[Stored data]
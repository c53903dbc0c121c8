//! # marked-yaml
//!
//! YAML construction with per-node provenance, trust marking, and precise
//! diagnostics.
//!
//! This crate turns a YAML document into a [`TaggedValue`] tree in which
//! every node carries an [`Origin`](marked_origin::Origin) (document
//! identity, line, column) and every string conditionally carries a
//! `TrustedAsTemplate` marker deciding whether it may be expanded as a
//! template downstream. Grammar-level parsing is delegated to `yaml-rust2`;
//! this layer owns construction, tagging and diagnostics.
//!
//! Beyond the standard YAML 1.1 tags, the extended loader understands:
//!
//! - `!unsafe <node>` — suppress the trust marker for the whole subtree;
//! - `!vault <string>` — carry vault ciphertext as an
//!   [`EncryptedString`] without decrypting it;
//! - `!vault-encrypted <string>` — deprecated alias for `!vault`.
//!
//! Mapping construction detects duplicate keys and applies a caller-chosen
//! [`DuplicateKeyPolicy`]; there is no default, the host must pick one.
//!
//! Parse failures come back as a single [`LoadError`] whose message has been
//! refined by line heuristics (tabs, unquoted template expressions, stray
//! colons, quoting mistakes) with the offending source excerpt attached.
//!
//! ## Example
//!
//! ```rust
//! use marked_yaml::{DuplicateKeyPolicy, Input, LoadOptions, Loader};
//!
//! let loader = Loader::extended(LoadOptions::new(DuplicateKeyPolicy::Error));
//! let doc = loader
//!     .load(&Input::new("webster: daniel\n").with_name("dictionary.yml").trusted())
//!     .unwrap();
//!
//! let value = doc.value().get("webster").unwrap();
//! assert_eq!(value.value().as_str(), Some("daniel"));
//! let origin = value.tags().origin().unwrap();
//! assert_eq!((origin.line_num(), origin.col_num()), (1, Some(10)));
//! assert!(value.tags().trusted_as_template());
//! ```

mod classify;
mod constructor;
mod error;
mod loader;
mod node;
mod resolver;
mod trust;
mod value;
pub mod warnings;

pub use constructor::DuplicateKeyPolicy;
pub use error::{ErrorKind, LoadError, Result};
pub use loader::{Input, LoadOptions, Loader};
pub use marked_origin::{Origin, TagSet, Tagged};
pub use value::{EncryptedString, TaggedValue, Value};
pub use warnings::{TracingSink, WarningSink};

◆ **What to produce**: Among the entries, how many lines include the string "LoadOptions"? Please reply with only the number.

◆ **Task answer**: 3